Each line of the records that holds "sqlx" should be shown in full.

Supplied records: Begin

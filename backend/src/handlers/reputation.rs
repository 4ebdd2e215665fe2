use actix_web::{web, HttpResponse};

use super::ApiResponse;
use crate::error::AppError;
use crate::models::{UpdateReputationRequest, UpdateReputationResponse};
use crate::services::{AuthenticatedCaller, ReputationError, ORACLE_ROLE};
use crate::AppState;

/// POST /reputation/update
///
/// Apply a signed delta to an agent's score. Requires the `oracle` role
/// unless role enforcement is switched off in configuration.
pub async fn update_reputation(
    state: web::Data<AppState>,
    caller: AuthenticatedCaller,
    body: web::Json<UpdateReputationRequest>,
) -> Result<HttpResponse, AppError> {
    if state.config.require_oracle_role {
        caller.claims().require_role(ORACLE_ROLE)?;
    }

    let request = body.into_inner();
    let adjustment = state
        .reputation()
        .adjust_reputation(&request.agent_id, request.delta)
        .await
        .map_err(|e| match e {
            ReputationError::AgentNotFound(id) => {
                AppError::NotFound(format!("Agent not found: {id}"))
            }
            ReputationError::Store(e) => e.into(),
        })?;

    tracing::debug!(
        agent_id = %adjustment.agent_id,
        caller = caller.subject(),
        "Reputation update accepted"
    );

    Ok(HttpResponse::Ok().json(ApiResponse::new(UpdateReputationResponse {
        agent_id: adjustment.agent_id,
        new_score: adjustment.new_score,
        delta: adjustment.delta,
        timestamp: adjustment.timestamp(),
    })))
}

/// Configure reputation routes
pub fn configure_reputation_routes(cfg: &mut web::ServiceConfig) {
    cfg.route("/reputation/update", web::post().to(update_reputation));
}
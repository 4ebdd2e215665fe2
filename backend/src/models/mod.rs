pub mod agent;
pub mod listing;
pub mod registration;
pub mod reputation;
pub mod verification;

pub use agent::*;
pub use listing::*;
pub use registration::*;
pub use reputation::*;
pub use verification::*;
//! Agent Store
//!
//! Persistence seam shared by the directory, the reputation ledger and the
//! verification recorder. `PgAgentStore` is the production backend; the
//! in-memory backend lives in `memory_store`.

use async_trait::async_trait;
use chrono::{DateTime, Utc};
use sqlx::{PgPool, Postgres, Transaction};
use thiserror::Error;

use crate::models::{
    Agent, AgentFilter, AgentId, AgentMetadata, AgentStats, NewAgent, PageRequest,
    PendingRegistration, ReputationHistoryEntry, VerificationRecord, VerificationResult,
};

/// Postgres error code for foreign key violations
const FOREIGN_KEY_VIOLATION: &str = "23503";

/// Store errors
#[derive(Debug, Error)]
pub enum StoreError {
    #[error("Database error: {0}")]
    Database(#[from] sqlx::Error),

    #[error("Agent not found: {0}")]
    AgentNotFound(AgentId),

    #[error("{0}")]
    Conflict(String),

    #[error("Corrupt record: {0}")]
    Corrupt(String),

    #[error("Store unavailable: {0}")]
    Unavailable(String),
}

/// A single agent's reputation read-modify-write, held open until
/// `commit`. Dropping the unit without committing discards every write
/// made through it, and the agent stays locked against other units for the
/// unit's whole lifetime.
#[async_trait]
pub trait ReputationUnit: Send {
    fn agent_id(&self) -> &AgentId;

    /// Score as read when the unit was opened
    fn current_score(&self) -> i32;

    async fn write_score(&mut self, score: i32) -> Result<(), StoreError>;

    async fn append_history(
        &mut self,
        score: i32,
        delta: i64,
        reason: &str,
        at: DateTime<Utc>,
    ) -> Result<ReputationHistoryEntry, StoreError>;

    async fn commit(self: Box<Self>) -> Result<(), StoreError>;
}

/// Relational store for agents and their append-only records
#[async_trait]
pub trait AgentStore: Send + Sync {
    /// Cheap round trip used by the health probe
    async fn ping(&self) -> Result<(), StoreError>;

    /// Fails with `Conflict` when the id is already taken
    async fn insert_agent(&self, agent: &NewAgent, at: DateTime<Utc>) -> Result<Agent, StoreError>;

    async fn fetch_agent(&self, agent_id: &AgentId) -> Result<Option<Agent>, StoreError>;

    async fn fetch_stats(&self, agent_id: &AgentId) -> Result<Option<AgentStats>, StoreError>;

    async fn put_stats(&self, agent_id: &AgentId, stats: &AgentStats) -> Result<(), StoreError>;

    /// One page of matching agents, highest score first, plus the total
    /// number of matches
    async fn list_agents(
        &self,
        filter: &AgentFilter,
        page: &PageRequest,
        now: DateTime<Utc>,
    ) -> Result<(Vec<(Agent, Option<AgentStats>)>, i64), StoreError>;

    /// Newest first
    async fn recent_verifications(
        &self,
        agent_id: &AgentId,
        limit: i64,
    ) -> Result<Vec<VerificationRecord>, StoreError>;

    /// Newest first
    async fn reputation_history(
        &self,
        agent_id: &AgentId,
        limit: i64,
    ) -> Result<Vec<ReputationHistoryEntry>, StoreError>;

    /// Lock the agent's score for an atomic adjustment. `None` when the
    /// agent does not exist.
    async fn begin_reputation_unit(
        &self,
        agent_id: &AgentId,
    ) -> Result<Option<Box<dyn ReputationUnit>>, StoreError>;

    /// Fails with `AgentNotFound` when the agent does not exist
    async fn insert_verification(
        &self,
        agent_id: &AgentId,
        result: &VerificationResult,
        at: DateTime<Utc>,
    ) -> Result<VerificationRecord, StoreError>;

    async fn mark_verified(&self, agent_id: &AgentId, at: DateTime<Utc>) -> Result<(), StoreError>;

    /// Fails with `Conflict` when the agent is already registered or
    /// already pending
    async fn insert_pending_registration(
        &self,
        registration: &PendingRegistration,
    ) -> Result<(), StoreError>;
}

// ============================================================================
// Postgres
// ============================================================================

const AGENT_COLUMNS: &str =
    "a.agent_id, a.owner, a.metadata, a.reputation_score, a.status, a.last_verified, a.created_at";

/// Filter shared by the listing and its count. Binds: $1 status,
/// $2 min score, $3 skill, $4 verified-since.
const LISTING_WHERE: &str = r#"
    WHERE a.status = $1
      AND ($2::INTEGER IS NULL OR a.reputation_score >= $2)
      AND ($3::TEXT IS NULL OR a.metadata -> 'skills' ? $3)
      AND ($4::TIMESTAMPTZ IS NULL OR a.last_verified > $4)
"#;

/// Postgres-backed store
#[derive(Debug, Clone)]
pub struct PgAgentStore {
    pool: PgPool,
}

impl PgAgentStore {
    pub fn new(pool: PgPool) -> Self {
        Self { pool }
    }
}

Supplied records: End

Written answer:
use sqlx::{PgPool, Postgres, Transaction};
    Database(#[from] sqlx::Error),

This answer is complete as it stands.